**Work instruction**
Using the data below, copy out all lines with the word "session".

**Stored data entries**

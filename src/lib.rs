//! src/lib.rs
pub mod aggregator;
pub mod configuration;
pub mod error;
pub mod pipeline;
pub mod record;
pub mod telemetry;
pub mod tokenizer;
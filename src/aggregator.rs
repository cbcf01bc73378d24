//! src/aggregator.rs
use crate::record::Pair;
use std::collections::BTreeMap;

#[derive(Debug, Clone, PartialEq, Eq)]
enum State {
    Idle,
    Accumulating { word: String, total: i64 },
}

/// Single-pass reducer over a stream of `(word, count)` pairs.
///
/// Precondition: the input stream is grouped by key — all pairs sharing a
/// word arrive contiguously, as delivered by an upstream sort. The
/// aggregator never re-sorts; if the precondition is violated it emits one
/// partial total per contiguous run of a key instead of one merged total.
/// That degradation is deliberate: re-sorting internally would break the
/// memory-bounded streaming contract.
///
/// Lifecycle: [`SortedGroupAggregator::new`] → [`feed`](Self::feed) once per
/// pair → [`finish`](Self::finish) exactly once at end-of-stream.
pub struct SortedGroupAggregator {
    state: State,
}

impl SortedGroupAggregator {
    pub fn new() -> Self {
        SortedGroupAggregator { state: State::Idle }
    }

    /// Folds one pair into the running group. Returns the completed total
    /// for the previous group when the incoming key differs from the current
    /// one, `None` otherwise.
    pub fn feed(&mut self, pair: Pair) -> Option<Pair> {
        match &mut self.state {
            State::Idle => {
                self.state = State::Accumulating {
                    word: pair.word,
                    total: pair.count,
                };
                None
            }
            State::Accumulating { word, total } if *word == pair.word => {
                *total += pair.count;
                None
            }
            State::Accumulating { .. } => {
                let finished = std::mem::replace(
                    &mut self.state,
                    State::Accumulating {
                        word: pair.word,
                        total: pair.count,
                    },
                );
                match finished {
                    State::Accumulating { word, total } => Some(Pair::new(word, total)),
                    State::Idle => unreachable!("matched Accumulating above"),
                }
            }
        }
    }

    /// Flushes the in-flight group at end-of-stream. `None` when no pair was
    /// ever fed.
    pub fn finish(self) -> Option<Pair> {
        match self.state {
            State::Idle => None,
            State::Accumulating { word, total } => Some(Pair::new(word, total)),
        }
    }
}

impl Default for SortedGroupAggregator {
    fn default() -> Self {
        SortedGroupAggregator::new()
    }
}

/// Full in-memory alternative to [`SortedGroupAggregator`] for inputs that
/// never went through a sort stage: keeps one running total per distinct
/// word, so it has no ordering precondition but holds every distinct key in
/// memory. Output is in ascending key order.
pub struct GroupedAggregator {
    totals: BTreeMap<String, i64>,
}

impl GroupedAggregator {
    pub fn new() -> Self {
        GroupedAggregator {
            totals: BTreeMap::new(),
        }
    }

    pub fn feed(&mut self, pair: Pair) {
        *self.totals.entry(pair.word).or_insert(0) += pair.count;
    }

    pub fn finish(self) -> impl Iterator<Item = Pair> {
        self.totals
            .into_iter()
            .map(|(word, total)| Pair::new(word, total))
    }
}

impl Default for GroupedAggregator {
    fn default() -> Self {
        GroupedAggregator::new()
    }
}
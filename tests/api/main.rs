//! tests/api/main.rs
mod aggregator;
mod pipeline;
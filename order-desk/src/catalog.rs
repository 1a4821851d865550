//! Catalog Accessor - read-only item list with name search
//!
//! The catalog is loaded once and never changes for the process lifetime.
//! Search is a pure function of `(term, catalog)`.

use shared::order::Item;
use std::collections::HashMap;
use std::path::Path;
use thiserror::Error;

/// Maximum number of search suggestions
pub const DEFAULT_SEARCH_LIMIT: usize = 5;

/// Catalog errors
#[derive(Debug, Error)]
pub enum CatalogError {
    #[error("IO error: {0}")]
    Io(#[from] std::io::Error),

    #[error("Parse error: {0}")]
    Parse(#[from] serde_json::Error),

    #[error("Invalid catalog: {0}")]
    Invalid(String),
}

pub type CatalogResult<T> = Result<T, CatalogError>;

/// Read-only access to catalog items
pub trait CatalogAccessor: Send + Sync {
    /// All items in catalog order
    fn all(&self) -> &[Item];

    fn search_limit(&self) -> usize {
        DEFAULT_SEARCH_LIMIT
    }

    fn get(&self, id: &str) -> Option<&Item> {
        self.all().iter().find(|item| item.id == id)
    }

    /// Case-insensitive substring match on item names
    fn search(&self, term: &str) -> Vec<Item> {
        search_items(self.all(), term, self.search_limit())
    }
}

/// Case-insensitive substring search preserving catalog order
///
/// A blank term yields no suggestions rather than the whole catalog.
pub fn search_items(items: &[Item], term: &str, limit: usize) -> Vec<Item> {
    if term.trim().is_empty() {
        return Vec::new();
    }
    let needle = term.to_lowercase();
    items
        .iter()
        .filter(|item| item.name.to_lowercase().contains(&needle))
        .take(limit)
        .cloned()
        .collect()
}

/// In-memory catalog
#[derive(Debug, Clone)]
pub struct StaticCatalog {
    items: Vec<Item>,
    /// id -> position in `items`
    index: HashMap<String, usize>,
    search_limit: usize,
}

impl StaticCatalog {
    /// Build a catalog, validating IDs, names and discounts
    pub fn new(items: Vec<Item>) -> CatalogResult<Self> {
        let mut index = HashMap::with_capacity(items.len());
        for (pos, item) in items.iter().enumerate() {
            if item.id.trim().is_empty() {
                return Err(CatalogError::Invalid(format!("item at position {} has an empty id", pos)));
            }
            if item.name.trim().is_empty() {
                return Err(CatalogError::Invalid(format!("item {} has an empty name", item.id)));
            }
            if !(0.0..=1.0).contains(&item.discount) {
                return Err(CatalogError::Invalid(format!(
                    "item {} has discount {} outside [0, 1]",
                    item.id, item.discount
                )));
            }
            if index.insert(item.id.clone(), pos).is_some() {
                return Err(CatalogError::Invalid(format!("duplicate item id {}", item.id)));
            }
        }
        Ok(Self {
            items,
            index,
            search_limit: DEFAULT_SEARCH_LIMIT,
        })
    }

    /// Parse a JSON array of `{id, name, disc}` records
    pub fn from_json_str(json: &str) -> CatalogResult<Self> {
        let items: Vec<Item> = serde_json::from_str(json)?;
        Self::new(items)
    }

    /// Load the catalog from a JSON file
    pub fn load(path: impl AsRef<Path>) -> CatalogResult<Self> {
        let path = path.as_ref();
        let json = std::fs::read_to_string(path)?;
        let catalog = Self::from_json_str(&json)?;
        tracing::info!(path = %path.display(), items = catalog.len(), "Catalog loaded");
        Ok(catalog)
    }

    pub fn with_search_limit(mut self, limit: usize) -> Self {
        self.search_limit = limit;
        self
    }

    pub fn len(&self) -> usize {
        self.items.len()
    }

    pub fn is_empty(&self) -> bool {
        self.items.is_empty()
    }
}

impl CatalogAccessor for StaticCatalog {
    fn all(&self) -> &[Item] {
        &self.items
    }

    fn search_limit(&self) -> usize {
        self.search_limit
    }

    fn get(&self, id: &str) -> Option<&Item> {
        self.index.get(id).map(|&pos| &self.items[pos])
    }
}

#[cfg(test)]
mod tests {
    use super::*;

    fn sample_catalog() -> StaticCatalog {
        StaticCatalog::new(vec![
            Item::new("1", "Panadol", 0.0),
            Item::new("2", "Brufen", 0.2),
        ])
        .unwrap()
    }

    #[test]
    fn test_search_matches_case_insensitively() {
        let catalog = sample_catalog();
        let results = catalog.search("pan");
        assert_eq!(results, vec![Item::new("1", "Panadol", 0.0)]);

        let results = catalog.search("BRU");
        assert_eq!(results.len(), 1);
        assert_eq!(results[0].id, "2");
    }

    #[test]
    fn test_blank_term_yields_nothing() {
        let catalog = sample_catalog();
        assert!(catalog.search("").is_empty());
        assert!(catalog.search("   ").is_empty());
        assert!(catalog.search("\t\n").is_empty());
    }

    #[test]
    fn test_search_truncates_and_preserves_order() {
        let items: Vec<Item> = (1..=8)
            .map(|n| Item::new(n.to_string(), format!("Vitamin {}", n), 0.0))
            .collect();
        let catalog = StaticCatalog::new(items).unwrap();

        let results = catalog.search("vitamin");
        let ids: Vec<&str> = results.iter().map(|item| item.id.as_str()).collect();
        assert_eq!(ids, vec!["1", "2", "3", "4", "5"]);

        let catalog = catalog.with_search_limit(2);
        assert_eq!(catalog.search("vitamin").len(), 2);
    }

    #[test]
    fn test_search_no_match() {
        assert!(sample_catalog().search("zinc").is_empty());
    }

    #[test]
    fn test_get_by_id() {
        let catalog = sample_catalog();
        assert_eq!(catalog.get("2").map(|item| item.name.as_str()), Some("Brufen"));
        assert!(catalog.get("3").is_none());
    }

    #[test]
    fn test_from_json_normalizes_numeric_ids() {
        let catalog = StaticCatalog::from_json_str(
            r#"[{"id": 1, "name": "Panadol", "disc": 0}, {"id": 2, "name": "Brufen", "disc": 0.2}]"#,
        )
        .unwrap();
        assert_eq!(catalog.len(), 2);
        assert_eq!(catalog.all()[1].id, "2");
        assert_eq!(catalog.all()[1].discount, 0.2);
    }

    #[test]
    fn test_rejects_invalid_catalogs() {
        let duplicate = StaticCatalog::new(vec![
            Item::new("1", "Panadol", 0.0),
            Item::new("1", "Brufen", 0.0),
        ]);
        assert!(matches!(duplicate, Err(CatalogError::Invalid(_))));

        let bad_discount = StaticCatalog::new(vec![Item::new("1", "Panadol", 1.5)]);
        assert!(matches!(bad_discount, Err(CatalogError::Invalid(_))));

        let blank_name = StaticCatalog::new(vec![Item::new("1", " ", 0.0)]);
        assert!(matches!(blank_name, Err(CatalogError::Invalid(_))));

        let malformed = StaticCatalog::from_json_str("{not json");
        assert!(matches!(malformed, Err(CatalogError::Parse(_))));
    }

    #[test]
    fn test_load_missing_file() {
        let result = StaticCatalog::load("/definitely/not/here/catalog.json");
        assert!(matches!(result, Err(CatalogError::Io(_))));
    }
}
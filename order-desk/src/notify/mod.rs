//! Notification Scheduler
//!
//! Transient user feedback with per-notification expiry timers.

pub mod scheduler;

pub use scheduler::{DEFAULT_TTL, NotificationCenter};
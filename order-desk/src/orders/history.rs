//! Order history - append-only for the session lifetime

use shared::order::OrderRecord;

/// Recorded orders in submission order
#[derive(Debug, Clone, Default)]
pub struct OrderHistory {
    records: Vec<OrderRecord>,
}

impl OrderHistory {
    pub fn new() -> Self {
        Self::default()
    }

    pub(crate) fn append(&mut self, record: OrderRecord) {
        self.records.push(record);
    }

    /// Explicit full-session reset
    pub(crate) fn reset(&mut self) {
        self.records.clear();
    }

    pub fn records(&self) -> &[OrderRecord] {
        &self.records
    }

    pub fn get(&self, order_id: &str) -> Option<&OrderRecord> {
        self.records.iter().find(|record| record.order_id() == order_id)
    }

    pub fn latest(&self) -> Option<&OrderRecord> {
        self.records.last()
    }

    pub fn len(&self) -> usize {
        self.records.len()
    }

    pub fn is_empty(&self) -> bool {
        self.records.is_empty()
    }

    pub fn iter(&self) -> impl Iterator<Item = &OrderRecord> {
        self.records.iter()
    }
}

**Exercise answer**
//! Order history - append-only for the session lifetime
    /// Explicit full-session reset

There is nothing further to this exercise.